TASK BRIEF:
Scan the data for "DateTime" and copy the lines it appears in.

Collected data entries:

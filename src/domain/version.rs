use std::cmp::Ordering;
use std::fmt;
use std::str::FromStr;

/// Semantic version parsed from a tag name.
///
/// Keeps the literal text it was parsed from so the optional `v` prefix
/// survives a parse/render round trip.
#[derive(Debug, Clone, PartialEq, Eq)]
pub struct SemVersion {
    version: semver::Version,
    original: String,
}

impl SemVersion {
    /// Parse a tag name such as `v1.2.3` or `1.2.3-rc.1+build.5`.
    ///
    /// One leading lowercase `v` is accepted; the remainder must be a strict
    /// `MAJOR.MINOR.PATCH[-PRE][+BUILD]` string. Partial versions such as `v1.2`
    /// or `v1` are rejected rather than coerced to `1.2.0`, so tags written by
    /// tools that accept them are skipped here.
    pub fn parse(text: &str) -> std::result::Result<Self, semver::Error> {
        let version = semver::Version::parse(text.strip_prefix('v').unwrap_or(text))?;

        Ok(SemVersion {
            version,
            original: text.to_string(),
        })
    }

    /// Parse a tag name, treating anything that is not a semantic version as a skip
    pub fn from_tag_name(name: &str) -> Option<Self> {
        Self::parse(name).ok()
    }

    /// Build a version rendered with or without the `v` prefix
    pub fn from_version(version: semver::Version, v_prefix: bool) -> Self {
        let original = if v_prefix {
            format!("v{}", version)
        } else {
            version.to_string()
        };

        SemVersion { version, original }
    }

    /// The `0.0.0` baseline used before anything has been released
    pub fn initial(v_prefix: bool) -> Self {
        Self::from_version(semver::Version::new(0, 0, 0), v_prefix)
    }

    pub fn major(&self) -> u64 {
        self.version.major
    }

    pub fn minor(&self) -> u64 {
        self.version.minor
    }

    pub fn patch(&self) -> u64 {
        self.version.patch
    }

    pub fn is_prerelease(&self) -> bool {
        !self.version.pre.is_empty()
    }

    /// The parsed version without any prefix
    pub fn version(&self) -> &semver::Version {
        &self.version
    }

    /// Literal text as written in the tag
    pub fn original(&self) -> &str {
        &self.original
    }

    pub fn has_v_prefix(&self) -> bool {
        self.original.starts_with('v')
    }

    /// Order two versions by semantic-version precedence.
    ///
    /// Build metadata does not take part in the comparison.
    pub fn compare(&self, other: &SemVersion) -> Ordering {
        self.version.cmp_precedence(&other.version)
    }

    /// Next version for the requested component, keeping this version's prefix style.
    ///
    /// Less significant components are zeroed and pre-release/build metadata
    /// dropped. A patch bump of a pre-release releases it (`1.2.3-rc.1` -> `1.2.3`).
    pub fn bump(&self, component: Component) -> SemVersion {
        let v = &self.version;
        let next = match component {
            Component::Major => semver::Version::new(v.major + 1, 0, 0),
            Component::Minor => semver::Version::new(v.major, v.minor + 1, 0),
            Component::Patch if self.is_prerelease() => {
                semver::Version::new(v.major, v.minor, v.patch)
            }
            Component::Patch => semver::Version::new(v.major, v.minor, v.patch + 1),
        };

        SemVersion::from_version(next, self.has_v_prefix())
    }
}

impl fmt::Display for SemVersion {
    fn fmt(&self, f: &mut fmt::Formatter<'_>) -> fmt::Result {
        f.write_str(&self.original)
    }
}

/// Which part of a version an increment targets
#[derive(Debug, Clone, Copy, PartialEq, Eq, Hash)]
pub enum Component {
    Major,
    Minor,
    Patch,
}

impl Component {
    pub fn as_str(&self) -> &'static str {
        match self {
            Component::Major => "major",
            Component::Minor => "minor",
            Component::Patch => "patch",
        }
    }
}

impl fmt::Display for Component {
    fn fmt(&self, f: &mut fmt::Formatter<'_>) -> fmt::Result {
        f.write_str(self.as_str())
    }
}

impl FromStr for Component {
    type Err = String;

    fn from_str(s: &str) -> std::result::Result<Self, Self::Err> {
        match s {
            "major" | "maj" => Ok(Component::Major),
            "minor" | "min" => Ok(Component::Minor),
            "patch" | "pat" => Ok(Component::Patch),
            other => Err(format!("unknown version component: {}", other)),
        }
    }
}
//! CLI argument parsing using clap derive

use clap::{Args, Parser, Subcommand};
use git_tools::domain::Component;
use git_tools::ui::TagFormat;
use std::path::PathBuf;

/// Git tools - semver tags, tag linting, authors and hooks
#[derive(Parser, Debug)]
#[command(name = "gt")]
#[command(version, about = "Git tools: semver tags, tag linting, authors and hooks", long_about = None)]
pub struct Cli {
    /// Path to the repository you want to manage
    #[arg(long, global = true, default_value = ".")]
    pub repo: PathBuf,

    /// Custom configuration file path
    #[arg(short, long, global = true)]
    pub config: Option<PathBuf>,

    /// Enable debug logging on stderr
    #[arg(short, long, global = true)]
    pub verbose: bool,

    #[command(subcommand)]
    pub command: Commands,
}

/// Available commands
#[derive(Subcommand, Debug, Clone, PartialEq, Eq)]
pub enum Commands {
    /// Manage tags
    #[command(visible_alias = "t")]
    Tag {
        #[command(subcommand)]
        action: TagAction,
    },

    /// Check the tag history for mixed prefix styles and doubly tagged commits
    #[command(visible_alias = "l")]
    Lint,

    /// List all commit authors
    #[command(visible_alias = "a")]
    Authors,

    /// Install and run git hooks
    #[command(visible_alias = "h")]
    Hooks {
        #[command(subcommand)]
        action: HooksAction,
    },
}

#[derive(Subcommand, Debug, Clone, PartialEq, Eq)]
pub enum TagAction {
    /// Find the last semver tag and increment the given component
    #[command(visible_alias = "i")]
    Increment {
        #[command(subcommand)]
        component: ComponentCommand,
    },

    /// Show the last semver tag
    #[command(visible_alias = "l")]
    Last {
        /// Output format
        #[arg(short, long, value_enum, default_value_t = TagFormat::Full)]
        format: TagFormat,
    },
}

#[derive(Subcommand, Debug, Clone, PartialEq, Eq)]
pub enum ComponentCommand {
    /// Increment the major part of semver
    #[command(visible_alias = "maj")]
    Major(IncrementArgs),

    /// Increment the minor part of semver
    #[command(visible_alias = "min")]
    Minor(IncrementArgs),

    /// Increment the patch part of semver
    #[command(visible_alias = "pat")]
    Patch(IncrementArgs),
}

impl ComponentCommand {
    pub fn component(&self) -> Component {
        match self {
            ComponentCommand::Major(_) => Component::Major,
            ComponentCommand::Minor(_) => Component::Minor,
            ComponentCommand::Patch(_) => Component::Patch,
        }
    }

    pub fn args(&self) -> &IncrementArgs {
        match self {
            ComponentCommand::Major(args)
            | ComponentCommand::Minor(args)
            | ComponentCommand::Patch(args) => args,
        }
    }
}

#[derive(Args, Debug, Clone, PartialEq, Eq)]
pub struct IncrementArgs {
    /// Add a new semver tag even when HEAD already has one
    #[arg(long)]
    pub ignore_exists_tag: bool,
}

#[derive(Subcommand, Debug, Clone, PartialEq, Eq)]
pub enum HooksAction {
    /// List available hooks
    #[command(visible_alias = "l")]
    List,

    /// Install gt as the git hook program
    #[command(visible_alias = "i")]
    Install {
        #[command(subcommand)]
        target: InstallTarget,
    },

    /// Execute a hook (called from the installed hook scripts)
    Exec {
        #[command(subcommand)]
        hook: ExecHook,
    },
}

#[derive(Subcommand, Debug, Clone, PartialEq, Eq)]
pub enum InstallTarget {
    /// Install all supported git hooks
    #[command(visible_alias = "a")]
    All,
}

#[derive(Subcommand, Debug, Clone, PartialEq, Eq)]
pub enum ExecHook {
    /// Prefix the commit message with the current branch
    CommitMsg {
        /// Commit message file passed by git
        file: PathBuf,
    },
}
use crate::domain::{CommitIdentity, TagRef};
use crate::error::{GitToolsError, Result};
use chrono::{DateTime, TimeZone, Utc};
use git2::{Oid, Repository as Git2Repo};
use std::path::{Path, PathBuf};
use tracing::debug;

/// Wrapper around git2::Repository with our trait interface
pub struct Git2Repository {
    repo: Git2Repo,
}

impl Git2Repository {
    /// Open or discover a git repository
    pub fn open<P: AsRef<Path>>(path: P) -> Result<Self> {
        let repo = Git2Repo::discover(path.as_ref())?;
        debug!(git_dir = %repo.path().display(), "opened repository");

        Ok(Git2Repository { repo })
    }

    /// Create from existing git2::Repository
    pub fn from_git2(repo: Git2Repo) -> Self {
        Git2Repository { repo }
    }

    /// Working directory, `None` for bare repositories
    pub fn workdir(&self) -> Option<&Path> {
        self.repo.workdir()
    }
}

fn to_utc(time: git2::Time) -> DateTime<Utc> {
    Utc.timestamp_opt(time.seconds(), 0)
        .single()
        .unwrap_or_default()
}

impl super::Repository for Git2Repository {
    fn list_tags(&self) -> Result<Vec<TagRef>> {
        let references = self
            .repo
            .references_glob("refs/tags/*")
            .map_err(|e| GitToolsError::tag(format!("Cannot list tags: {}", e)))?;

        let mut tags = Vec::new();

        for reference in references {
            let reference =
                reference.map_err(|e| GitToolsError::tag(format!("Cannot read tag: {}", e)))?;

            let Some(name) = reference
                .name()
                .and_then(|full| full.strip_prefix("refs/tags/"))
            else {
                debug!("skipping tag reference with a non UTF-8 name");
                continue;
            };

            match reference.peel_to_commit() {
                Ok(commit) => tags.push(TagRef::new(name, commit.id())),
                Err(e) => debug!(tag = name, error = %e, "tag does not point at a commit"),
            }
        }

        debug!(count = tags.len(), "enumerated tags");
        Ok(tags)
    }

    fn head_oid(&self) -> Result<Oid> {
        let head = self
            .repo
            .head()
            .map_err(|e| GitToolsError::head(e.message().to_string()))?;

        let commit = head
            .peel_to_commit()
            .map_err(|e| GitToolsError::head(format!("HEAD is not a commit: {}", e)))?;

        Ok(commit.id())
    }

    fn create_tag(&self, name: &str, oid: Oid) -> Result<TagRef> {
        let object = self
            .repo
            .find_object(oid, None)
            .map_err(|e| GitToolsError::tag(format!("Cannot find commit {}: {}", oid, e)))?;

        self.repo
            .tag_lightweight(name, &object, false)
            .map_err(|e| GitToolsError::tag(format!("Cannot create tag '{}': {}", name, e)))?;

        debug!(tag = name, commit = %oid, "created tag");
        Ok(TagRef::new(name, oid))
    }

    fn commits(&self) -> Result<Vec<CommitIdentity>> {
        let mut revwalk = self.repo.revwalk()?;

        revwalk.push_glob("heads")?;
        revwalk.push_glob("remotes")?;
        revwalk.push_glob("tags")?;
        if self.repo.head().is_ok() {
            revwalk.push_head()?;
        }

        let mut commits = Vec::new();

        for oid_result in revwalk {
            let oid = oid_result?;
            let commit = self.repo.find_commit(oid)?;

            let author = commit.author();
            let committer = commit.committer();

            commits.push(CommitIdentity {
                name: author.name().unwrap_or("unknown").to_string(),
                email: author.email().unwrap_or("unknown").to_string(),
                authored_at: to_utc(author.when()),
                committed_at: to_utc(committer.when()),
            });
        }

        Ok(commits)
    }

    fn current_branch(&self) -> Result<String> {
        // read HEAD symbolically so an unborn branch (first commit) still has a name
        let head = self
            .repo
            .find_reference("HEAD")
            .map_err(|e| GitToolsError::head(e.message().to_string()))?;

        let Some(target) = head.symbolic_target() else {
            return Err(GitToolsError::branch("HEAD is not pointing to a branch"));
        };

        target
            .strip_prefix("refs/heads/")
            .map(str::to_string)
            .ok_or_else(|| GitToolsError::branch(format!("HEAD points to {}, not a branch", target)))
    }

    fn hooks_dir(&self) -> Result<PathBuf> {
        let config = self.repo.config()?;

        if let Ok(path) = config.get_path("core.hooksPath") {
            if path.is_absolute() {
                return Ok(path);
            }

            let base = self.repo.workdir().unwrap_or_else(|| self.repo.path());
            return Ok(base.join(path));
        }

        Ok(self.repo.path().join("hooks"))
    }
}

ANSWER SECTION:
use chrono::{DateTime, TimeZone, Utc};
fn to_utc(time: git2::Time) -> DateTime<Utc> {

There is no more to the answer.